_WHAT IS REQUIRED_. Produce again, without any change, the lines running from the one with "pub fn close(&mut" through the final line of the data below, and only those.

_DATA FOR THIS EXERCISE_.
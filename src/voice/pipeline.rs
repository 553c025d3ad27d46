//! The two unidirectional audio pipelines
//!
//! Capture: frame -> encode -> (buffer until open) -> transport.
//! Playback: base64 delta -> decode -> schedule -> output device.

use super::analyser::AnalyserTap;
use super::codec::{self, EncodedChunk};
use super::device::PlaybackSink;
use super::frame::CaptureFrame;
use super::scheduler::{PlaybackQueueEntry, PlaybackScheduler, SegmentId};
use crate::Result;
use crate::live::OutboundQueue;

/// Encodes capture frames and holds them back until the stream opens
#[derive(Debug)]
pub struct CapturePipeline {
    queue: OutboundQueue,
    open: bool,
    last_seq: Option<u64>,
}

impl CapturePipeline {
    /// Create a pipeline buffering up to `buffer_frames` before open
    #[must_use]
    pub fn new(buffer_frames: usize) -> Self {
        Self {
            queue: OutboundQueue::new(buffer_frames),
            open: false,
            last_seq: None,
        }
    }

    /// Encode a frame
    ///
    /// Returns the chunk to send now, or `None` if it was buffered because
    /// the stream is not open yet.
    pub fn push(&mut self, frame: &CaptureFrame) -> Option<EncodedChunk> {
        if let Some(last) = self.last_seq
            && frame.seq <= last
        {
            tracing::warn!(seq = frame.seq, last, "capture frame out of order");
        }
        self.last_seq = Some(frame.seq);

        let chunk = codec::encode(&frame.samples);
        if self.open {
            Some(chunk)
        } else {
            self.queue.push(chunk);
            None
        }
    }

    /// Mark the stream open and return buffered chunks, oldest first
    pub fn open(&mut self) -> Vec<EncodedChunk> {
        self.open = true;
        let buffered = self.queue.drain();
        if !buffered.is_empty() {
            tracing::debug!(
                count = buffered.len(),
                dropped = self.queue.dropped(),
                "flushing frames captured before open"
            );
        }
        buffered
    }

    /// Whether frames go straight to the transport
    #[must_use]
    pub const fn is_open(&self) -> bool {
        self.open
    }

    /// Frames evicted while waiting for the stream to open
    #[must_use]
    pub const fn dropped(&self) -> u64 {
        self.queue.dropped()
    }
}

/// Decodes model audio and schedules it for gapless output
pub struct PlaybackPipeline {
    scheduler: PlaybackScheduler,
    sink: Box<dyn PlaybackSink>,
    sample_rate: u32,
    channels: u16,
    closed: bool,
}

impl PlaybackPipeline {
    /// Wrap an open sink; the scheduler cursor starts at the sink's clock
    #[must_use]
    pub fn new(sink: Box<dyn PlaybackSink>, sample_rate: u32, channels: u16) -> Self {
        let scheduler = PlaybackScheduler::new(sink.current_time());
        Self {
            scheduler,
            sink,
            sample_rate,
            channels,
            closed: false,
        }
    }

    /// Decode one base64 delta and schedule it after everything queued
    ///
    /// Empty payloads are skipped and return `Ok(None)`.
    ///
    /// # Errors
    ///
    /// Returns `MalformedAudio` if the payload cannot be decoded; nothing is
    /// scheduled and earlier segments are unaffected
    pub fn push_delta(&mut self, data: &str) -> Result<Option<PlaybackQueueEntry>> {
        let segment = codec::decode_segment(data, self.sample_rate, self.channels)?;
        if segment.frame_count() == 0 {
            tracing::debug!("skipping empty audio delta");
            return Ok(None);
        }

        let entry = self.scheduler.schedule(segment, self.sink.current_time());
        if let Err(e) = self.sink.start(&entry) {
            self.scheduler.finish(entry.id);
            return Err(e);
        }
        Ok(Some(entry))
    }

    /// Stop and discard everything scheduled or playing
    ///
    /// Returns the number of segments flushed.
    pub fn interrupt(&mut self) -> usize {
        let flushed = self.scheduler.flush();
        for entry in &flushed {
            self.sink.stop(entry.id);
        }
        flushed.len()
    }

    /// Record natural completion of a segment
    pub fn segment_ended(&mut self, id: SegmentId) -> bool {
        self.scheduler.finish(id)
    }

    /// Whether any segment is scheduled or playing
    #[must_use]
    pub fn is_talking(&self) -> bool {
        self.scheduler.is_talking()
    }

    /// Read-only view of the scheduler
    #[must_use]
    pub const fn scheduler(&self) -> &PlaybackScheduler {
        &self.scheduler
    }

    /// Analysis tap on the output
    #[must_use]
    pub fn analyser(&self) -> AnalyserTap {
        self.sink.analyser()
    }

    /// Stop all output and release the playback context
    pub fn close(&mut self) {
        if self.closed {
            return;
        }
        self.closed = true;
        self.interrupt();
        self.sink.close();
    }
}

_TASK OUTPUT_.
    pub fn close(&mut self) {
        if self.closed {
            return;
        }
        self.closed = true;
        self.interrupt();
        self.sink.close();
    }
}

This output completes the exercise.